Balkrishna Bhagwant Borkar was born on 30 November 1910 in the village of Borim, Goa situated on the banks of the Zuari river. The atmosphere in his house was very pious and there used to be recitals of bhajans, kirtans, holy scripts and songs of saints of Maharashtra. As a household rule every child was supposed to learn new Abhangs by heart.

It is said that Borkar once forgot to learn a new Abhang and when it was his turn to recite, he composed an Abhnag on the fly. People who were listening were astonished and could not believe that young Borkar could have done this and he was asked to compose one more Abhang. He surprised them again by composing one more Abhang and ended it with the verse "Baki Mhane" (so says Baki).

Borkar's mother tongue was Konkani and he did his schooling till the second grade in Marathi medium. Goa at that time was under the colonial rule of the Portuguese and Baki had to complete his further education in Portuguese language.
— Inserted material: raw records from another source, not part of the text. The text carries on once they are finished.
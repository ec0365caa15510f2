mod order;

pub use self::order::{REQUIRED_FIELDS_MESSAGE, UpdateOrderStatusRequest};
mod repository;
mod service;

pub use self::repository::{
    DynOrderCommandRepository, DynOrderQueryRepository, OrderCommandRepositoryTrait,
    OrderQueryRepositoryTrait,
};
pub use self::service::{
    DynOrderCommandService, DynOrderQueryService, OrderCommandServiceTrait,
    OrderQueryServiceTrait,
};
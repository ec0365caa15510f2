use serde::{Deserialize, Serialize};
use utoipa::ToSchema;
use validator::Validate;

pub const REQUIRED_FIELDS_MESSAGE: &str = "orderId and status are required";

/// Body of `PATCH /api/orders`. Both fields are optional at the wire level so
/// that a missing field is reported as a client error rather than a parse
/// failure.
#[derive(Debug, Clone, Default, Serialize, Deserialize, Validate, ToSchema)]
#[serde(rename_all = "camelCase")]
pub struct UpdateOrderStatusRequest {
    #[validate(required, length(min = 1))]
    #[schema(example = "5d0c7a0e-3b7f-4b8e-9a51-2f7c1f0a9b11")]
    pub order_id: Option<String>,

    #[validate(required, length(min = 1))]
    #[schema(example = "preparing")]
    pub status: Option<String>,
}

impl UpdateOrderStatusRequest {
    pub fn new(order_id: impl Into<String>, status: impl Into<String>) -> Self {
        Self {
            order_id: Some(order_id.into()),
            status: Some(status.into()),
        }
    }
}
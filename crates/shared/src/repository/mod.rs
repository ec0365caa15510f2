mod order;

pub use self::order::{OrderCommandRepository, OrderQueryRepository};
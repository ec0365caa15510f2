mod order;

pub use self::order::{
    DynOrderCommandRepository, DynOrderCommandService, DynOrderQueryRepository,
    DynOrderQueryService, OrderCommandRepositoryTrait, OrderCommandServiceTrait,
    OrderQueryRepositoryTrait, OrderQueryServiceTrait,
};
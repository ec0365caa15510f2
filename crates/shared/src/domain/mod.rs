pub mod requests;
pub mod responses;
mod status;

pub use self::status::OrderStatus;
He acquired a Portuguese Teachers Diploma. He went on to complete the tough teachers’ training course at the Escola Normal in 1936, where he was exposed to world literature, thanks mainly to his Goan teacher, the scholarly Dona Propercia Correia Afonso. He could not continue his formal education beyond that point because of lack of funds and had to find himself a job. He worked as teacher in various schools in Goa from 1930 to 1945. Later he left for Bombay (Mumbai) where he edited Konkani periodicals Amacha Gomatak and Porjecho Awaj. In November 1955 he joined Aakashwani (All India Radio). A stint at the Panaji Akashvani Kendra followed in post-liberation Goa from 1962 till his retirement in 1970. Bakibab was also the President of the Institute Menezes Braganza from 1964 to 1970.

Bakibaab's first collection of poems "Pratibha" was published in 1930. He was just 20 years of age at that time. He was enthralled by nature, especially Goa's natural beauty and it is aptly depicted in his poems and work. When Dr. Rammanohar Lohia went to Goa in 1946 to announce the liberation movement, Bakibaab jumped into the freedom struggle without a moment's notice. His composition Goyan Lohia Aaylore (Lohia has come to Goa) became quite famous. Leaving behind a household of ten supported by him and sacrificing a secure government job, he jumped in wholeheartedly into the movement and took up the mission to spread patriotism through his poems.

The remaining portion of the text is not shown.